> _Problem to solve_:
Please print each record below exactly as it is written.

***

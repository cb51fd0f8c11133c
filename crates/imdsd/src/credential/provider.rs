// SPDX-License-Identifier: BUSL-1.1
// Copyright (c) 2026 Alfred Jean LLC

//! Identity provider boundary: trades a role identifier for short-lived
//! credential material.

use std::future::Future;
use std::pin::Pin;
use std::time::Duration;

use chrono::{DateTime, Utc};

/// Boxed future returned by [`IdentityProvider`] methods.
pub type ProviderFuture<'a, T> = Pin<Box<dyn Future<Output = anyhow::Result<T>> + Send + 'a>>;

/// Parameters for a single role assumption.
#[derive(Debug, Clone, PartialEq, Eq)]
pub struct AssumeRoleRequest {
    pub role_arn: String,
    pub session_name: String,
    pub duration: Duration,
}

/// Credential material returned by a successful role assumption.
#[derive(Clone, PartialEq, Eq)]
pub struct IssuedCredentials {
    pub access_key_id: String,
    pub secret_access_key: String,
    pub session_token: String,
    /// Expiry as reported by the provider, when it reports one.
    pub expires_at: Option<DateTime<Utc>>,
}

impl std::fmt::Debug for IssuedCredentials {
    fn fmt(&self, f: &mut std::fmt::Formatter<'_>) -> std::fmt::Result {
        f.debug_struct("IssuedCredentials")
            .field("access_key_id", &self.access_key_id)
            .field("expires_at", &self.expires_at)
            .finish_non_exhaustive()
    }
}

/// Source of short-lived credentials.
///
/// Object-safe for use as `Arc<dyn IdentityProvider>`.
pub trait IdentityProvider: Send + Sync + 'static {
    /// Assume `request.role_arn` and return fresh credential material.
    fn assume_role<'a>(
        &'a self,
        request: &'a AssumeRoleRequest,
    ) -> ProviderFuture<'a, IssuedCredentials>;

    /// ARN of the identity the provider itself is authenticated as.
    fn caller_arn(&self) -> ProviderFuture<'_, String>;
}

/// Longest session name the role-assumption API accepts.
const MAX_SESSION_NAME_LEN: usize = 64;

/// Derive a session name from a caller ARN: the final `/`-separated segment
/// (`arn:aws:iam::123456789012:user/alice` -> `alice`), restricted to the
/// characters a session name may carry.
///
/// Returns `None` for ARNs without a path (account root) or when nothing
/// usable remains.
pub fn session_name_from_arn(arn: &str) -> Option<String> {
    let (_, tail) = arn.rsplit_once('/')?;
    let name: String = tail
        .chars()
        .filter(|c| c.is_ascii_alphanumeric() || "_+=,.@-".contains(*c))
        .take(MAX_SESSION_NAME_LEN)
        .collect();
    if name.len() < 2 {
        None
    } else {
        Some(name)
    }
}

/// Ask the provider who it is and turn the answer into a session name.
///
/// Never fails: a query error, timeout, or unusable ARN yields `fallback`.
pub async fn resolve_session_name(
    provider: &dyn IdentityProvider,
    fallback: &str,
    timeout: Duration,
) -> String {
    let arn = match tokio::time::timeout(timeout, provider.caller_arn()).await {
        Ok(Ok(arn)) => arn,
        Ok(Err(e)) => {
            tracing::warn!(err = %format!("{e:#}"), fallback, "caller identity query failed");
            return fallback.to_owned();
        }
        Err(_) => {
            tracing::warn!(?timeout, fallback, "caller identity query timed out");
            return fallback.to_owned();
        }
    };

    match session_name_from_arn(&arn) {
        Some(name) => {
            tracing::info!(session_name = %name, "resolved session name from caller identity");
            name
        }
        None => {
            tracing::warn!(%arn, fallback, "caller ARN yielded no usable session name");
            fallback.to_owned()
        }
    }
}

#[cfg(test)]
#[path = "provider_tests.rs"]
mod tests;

***

> _Exercise result_:
repository cb51fd0f8c11133c
filename crates/imdsd/src/credential/provider.rs
// SPDX-License-Identifier: BUSL-1.1
// Copyright (c) 2026 Alfred Jean LLC

//! Identity provider boundary: trades a role identifier for short-lived
//! credential material.

use std::future::Future;
use std::pin::Pin;
use std::time::Duration;

use chrono::{DateTime, Utc};

/// Boxed future returned by [`IdentityProvider`] methods.
pub type ProviderFuture<'a, T> = Pin<Box<dyn Future<Output = anyhow::Result<T>> + Send + 'a>>;

/// Parameters for a single role assumption.
#[derive(Debug, Clone, PartialEq, Eq)]
pub struct AssumeRoleRequest {
    pub role_arn: String,
    pub session_name: String,
    pub duration: Duration,
}

/// Credential material returned by a successful role assumption.
#[derive(Clone, PartialEq, Eq)]
pub struct IssuedCredentials {
    pub access_key_id: String,
    pub secret_access_key: String,
    pub session_token: String,
    /// Expiry as reported by the provider, when it reports one.
    pub expires_at: Option<DateTime<Utc>>,
}

impl std::fmt::Debug for IssuedCredentials {
    fn fmt(&self, f: &mut std::fmt::Formatter<'_>) -> std::fmt::Result {
        f.debug_struct("IssuedCredentials")
            .field("access_key_id", &self.access_key_id)
            .field("expires_at", &self.expires_at)
            .finish_non_exhaustive()
    }
}

/// Source of short-lived credentials.
///
/// Object-safe for use as `Arc<dyn IdentityProvider>`.
pub trait IdentityProvider: Send + Sync + 'static {
    /// Assume `request.role_arn` and return fresh credential material.
    fn assume_role<'a>(
        &'a self,
        request: &'a AssumeRoleRequest,
    ) -> ProviderFuture<'a, IssuedCredentials>;

    /// ARN of the identity the provider itself is authenticated as.
    fn caller_arn(&self) -> ProviderFuture<'_, String>;
}

/// Longest session name the role-assumption API accepts.
const MAX_SESSION_NAME_LEN: usize = 64;

/// Derive a session name from a caller ARN: the final `/`-separated segment
/// (`arn:aws:iam::123456789012:user/alice` -> `alice`), restricted to the
/// characters a session name may carry.
///
/// Returns `None` for ARNs without a path (account root) or when nothing
/// usable remains.
pub fn session_name_from_arn(arn: &str) -> Option<String> {
    let (_, tail) = arn.rsplit_once('/')?;
    let name: String = tail
        .chars()
        .filter(|c| c.is_ascii_alphanumeric() || "_+=,.@-".contains(*c))
        .take(MAX_SESSION_NAME_LEN)
        .collect();
    if name.len() < 2 {
        None
    } else {
        Some(name)
    }
}

/// Ask the provider who it is and turn the answer into a session name.
///
/// Never fails: a query error, timeout, or unusable ARN yields `fallback`.
pub async fn resolve_session_name(
    provider: &dyn IdentityProvider,
    fallback: &str,
    timeout: Duration,
) -> String {
    let arn = match tokio::time::timeout(timeout, provider.caller_arn()).await {
        Ok(Ok(arn)) => arn,
        Ok(Err(e)) => {
            tracing::warn!(err = %format!("{e:#}"), fallback, "caller identity query failed");
            return fallback.to_owned();
        }
        Err(_) => {
            tracing::warn!(?timeout, fallback, "caller identity query timed out");
            return fallback.to_owned();
        }
    };

    match session_name_from_arn(&arn) {
        Some(name) => {
            tracing::info!(session_name = %name, "resolved session name from caller identity");
            name
        }
        None => {
            tracing::warn!(%arn, fallback, "caller ARN yielded no usable session name");
            fallback.to_owned()
        }
    }
}

#[cfg(test)]
#[path = "provider_tests.rs"]
mod tests;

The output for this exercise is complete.